:: Listed records ::

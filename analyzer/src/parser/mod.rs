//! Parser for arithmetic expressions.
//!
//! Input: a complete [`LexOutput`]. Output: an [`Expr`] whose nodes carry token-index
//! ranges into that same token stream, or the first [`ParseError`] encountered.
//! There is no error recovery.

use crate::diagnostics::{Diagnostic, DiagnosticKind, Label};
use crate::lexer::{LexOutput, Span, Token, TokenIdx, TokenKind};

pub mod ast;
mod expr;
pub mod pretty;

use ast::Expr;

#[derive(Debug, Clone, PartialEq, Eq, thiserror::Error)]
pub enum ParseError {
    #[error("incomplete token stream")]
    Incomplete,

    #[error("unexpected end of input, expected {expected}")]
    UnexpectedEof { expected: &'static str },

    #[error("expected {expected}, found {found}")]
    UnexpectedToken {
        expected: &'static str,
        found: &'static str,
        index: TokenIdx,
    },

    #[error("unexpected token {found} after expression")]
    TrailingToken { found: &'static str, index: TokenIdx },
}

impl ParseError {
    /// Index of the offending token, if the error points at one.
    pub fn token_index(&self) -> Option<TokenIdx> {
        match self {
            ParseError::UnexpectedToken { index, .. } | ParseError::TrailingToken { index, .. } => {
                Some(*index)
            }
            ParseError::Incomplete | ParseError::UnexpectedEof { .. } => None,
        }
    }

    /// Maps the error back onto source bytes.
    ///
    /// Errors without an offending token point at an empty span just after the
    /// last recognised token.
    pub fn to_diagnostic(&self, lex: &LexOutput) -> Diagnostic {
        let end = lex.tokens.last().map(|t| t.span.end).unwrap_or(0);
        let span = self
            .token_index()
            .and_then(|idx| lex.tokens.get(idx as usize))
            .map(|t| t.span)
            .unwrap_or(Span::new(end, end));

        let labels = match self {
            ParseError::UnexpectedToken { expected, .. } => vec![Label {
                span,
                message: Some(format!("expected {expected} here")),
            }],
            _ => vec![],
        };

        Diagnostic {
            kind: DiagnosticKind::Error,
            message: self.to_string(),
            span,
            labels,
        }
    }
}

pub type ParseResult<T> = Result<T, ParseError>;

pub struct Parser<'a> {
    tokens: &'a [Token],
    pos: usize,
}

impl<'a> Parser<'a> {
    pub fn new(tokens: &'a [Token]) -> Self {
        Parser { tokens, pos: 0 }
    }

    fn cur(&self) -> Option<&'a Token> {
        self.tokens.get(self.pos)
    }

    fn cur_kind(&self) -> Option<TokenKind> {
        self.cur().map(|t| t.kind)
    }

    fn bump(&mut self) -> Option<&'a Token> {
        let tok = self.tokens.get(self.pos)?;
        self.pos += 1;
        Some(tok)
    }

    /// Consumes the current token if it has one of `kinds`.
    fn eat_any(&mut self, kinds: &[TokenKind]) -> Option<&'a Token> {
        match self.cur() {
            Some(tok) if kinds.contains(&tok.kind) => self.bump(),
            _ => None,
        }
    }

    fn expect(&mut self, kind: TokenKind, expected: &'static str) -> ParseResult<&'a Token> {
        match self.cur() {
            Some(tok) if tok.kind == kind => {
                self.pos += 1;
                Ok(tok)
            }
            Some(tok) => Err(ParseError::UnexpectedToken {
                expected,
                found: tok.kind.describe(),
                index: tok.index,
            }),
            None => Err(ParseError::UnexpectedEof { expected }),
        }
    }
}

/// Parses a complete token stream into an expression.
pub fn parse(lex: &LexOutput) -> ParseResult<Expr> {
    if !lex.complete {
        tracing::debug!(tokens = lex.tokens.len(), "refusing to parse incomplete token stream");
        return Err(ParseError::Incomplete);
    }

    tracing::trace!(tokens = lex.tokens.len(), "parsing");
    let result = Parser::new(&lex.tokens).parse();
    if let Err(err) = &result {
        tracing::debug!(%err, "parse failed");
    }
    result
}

:::
:: Listed records ::

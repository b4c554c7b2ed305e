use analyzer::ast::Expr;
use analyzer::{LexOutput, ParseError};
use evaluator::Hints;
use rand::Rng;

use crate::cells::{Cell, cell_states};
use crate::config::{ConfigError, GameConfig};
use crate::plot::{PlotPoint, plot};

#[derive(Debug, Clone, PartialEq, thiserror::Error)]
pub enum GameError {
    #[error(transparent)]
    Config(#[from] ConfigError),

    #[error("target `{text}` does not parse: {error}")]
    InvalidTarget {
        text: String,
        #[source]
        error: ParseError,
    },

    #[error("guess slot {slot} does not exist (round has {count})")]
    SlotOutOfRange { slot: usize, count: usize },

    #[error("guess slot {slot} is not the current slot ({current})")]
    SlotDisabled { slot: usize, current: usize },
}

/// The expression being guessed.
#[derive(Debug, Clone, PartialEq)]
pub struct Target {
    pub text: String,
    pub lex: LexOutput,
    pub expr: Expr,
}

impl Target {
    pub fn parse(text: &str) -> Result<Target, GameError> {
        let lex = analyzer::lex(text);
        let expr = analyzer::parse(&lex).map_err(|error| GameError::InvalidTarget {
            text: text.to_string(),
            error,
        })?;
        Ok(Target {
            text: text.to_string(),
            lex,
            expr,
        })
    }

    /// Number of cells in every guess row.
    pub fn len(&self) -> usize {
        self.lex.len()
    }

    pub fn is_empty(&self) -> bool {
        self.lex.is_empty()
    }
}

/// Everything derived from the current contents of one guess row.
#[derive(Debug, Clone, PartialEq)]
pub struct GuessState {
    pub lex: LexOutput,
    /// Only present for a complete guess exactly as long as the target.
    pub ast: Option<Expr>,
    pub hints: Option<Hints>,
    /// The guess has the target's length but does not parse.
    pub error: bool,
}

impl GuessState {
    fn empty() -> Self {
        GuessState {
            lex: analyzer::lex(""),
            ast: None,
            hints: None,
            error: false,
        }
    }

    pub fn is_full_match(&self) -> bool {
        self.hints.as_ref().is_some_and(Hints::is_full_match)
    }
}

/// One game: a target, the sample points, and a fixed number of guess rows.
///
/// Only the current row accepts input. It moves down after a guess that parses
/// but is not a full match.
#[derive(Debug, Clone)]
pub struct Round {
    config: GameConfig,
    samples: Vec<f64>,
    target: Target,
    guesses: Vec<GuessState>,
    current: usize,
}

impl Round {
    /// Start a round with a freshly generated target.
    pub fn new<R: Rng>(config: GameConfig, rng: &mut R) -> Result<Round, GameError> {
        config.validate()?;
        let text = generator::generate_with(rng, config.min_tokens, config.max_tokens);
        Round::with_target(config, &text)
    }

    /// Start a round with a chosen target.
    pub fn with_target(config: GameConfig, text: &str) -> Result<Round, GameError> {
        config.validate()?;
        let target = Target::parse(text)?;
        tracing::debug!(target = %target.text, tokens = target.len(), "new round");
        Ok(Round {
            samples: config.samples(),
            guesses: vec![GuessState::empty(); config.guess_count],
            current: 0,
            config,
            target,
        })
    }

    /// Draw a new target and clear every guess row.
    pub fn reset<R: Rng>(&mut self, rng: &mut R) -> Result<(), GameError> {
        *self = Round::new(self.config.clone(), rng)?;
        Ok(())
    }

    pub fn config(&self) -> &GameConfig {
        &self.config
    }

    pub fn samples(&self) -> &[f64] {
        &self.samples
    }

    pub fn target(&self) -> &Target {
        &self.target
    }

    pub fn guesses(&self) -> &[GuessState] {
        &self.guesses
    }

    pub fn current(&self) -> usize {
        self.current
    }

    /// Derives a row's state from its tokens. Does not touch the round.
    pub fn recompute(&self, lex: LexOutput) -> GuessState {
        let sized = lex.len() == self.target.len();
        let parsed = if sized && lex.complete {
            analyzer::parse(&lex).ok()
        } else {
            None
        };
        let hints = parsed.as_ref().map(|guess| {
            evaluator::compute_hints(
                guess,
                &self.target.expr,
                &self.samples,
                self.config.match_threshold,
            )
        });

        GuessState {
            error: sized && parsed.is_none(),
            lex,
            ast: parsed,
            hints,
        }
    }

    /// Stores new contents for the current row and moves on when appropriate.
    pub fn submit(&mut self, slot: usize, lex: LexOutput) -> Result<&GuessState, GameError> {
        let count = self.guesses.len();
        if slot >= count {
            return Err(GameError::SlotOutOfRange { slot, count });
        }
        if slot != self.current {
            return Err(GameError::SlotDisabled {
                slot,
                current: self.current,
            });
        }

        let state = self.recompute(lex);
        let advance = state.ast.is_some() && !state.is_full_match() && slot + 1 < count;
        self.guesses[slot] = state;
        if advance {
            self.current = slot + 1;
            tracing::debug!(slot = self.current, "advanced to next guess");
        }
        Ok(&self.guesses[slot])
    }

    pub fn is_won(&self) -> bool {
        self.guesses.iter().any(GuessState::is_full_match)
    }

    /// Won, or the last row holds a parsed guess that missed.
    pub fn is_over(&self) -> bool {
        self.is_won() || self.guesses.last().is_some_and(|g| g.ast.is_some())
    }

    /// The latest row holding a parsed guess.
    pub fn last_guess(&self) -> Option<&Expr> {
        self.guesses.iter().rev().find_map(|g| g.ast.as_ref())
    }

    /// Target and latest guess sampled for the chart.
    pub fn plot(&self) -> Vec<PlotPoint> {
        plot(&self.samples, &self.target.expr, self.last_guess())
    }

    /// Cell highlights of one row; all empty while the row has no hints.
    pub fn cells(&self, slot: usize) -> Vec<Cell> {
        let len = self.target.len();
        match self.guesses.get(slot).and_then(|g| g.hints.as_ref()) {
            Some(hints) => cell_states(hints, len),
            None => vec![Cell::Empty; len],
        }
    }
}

:::

● Required action
Please return only the lines above, starting at the line that has "of guess rows." and ending at the line that has "a chosen target.", keeping both and leaving each one unchanged.

● Answer to this problem
/// One game: a target, the sample points, and a fixed number of guess rows.
///
/// Only the current row accepts input. It moves down after a guess that parses
/// but is not a full match.
#[derive(Debug, Clone)]
pub struct Round {
    config: GameConfig,
    samples: Vec<f64>,
    target: Target,
    guesses: Vec<GuessState>,
    current: usize,
}

impl Round {
    /// Start a round with a freshly generated target.
    pub fn new<R: Rng>(config: GameConfig, rng: &mut R) -> Result<Round, GameError> {
        config.validate()?;
        let text = generator::generate_with(rng, config.min_tokens, config.max_tokens);
        Round::with_target(config, &text)
    }

    /// Start a round with a chosen target.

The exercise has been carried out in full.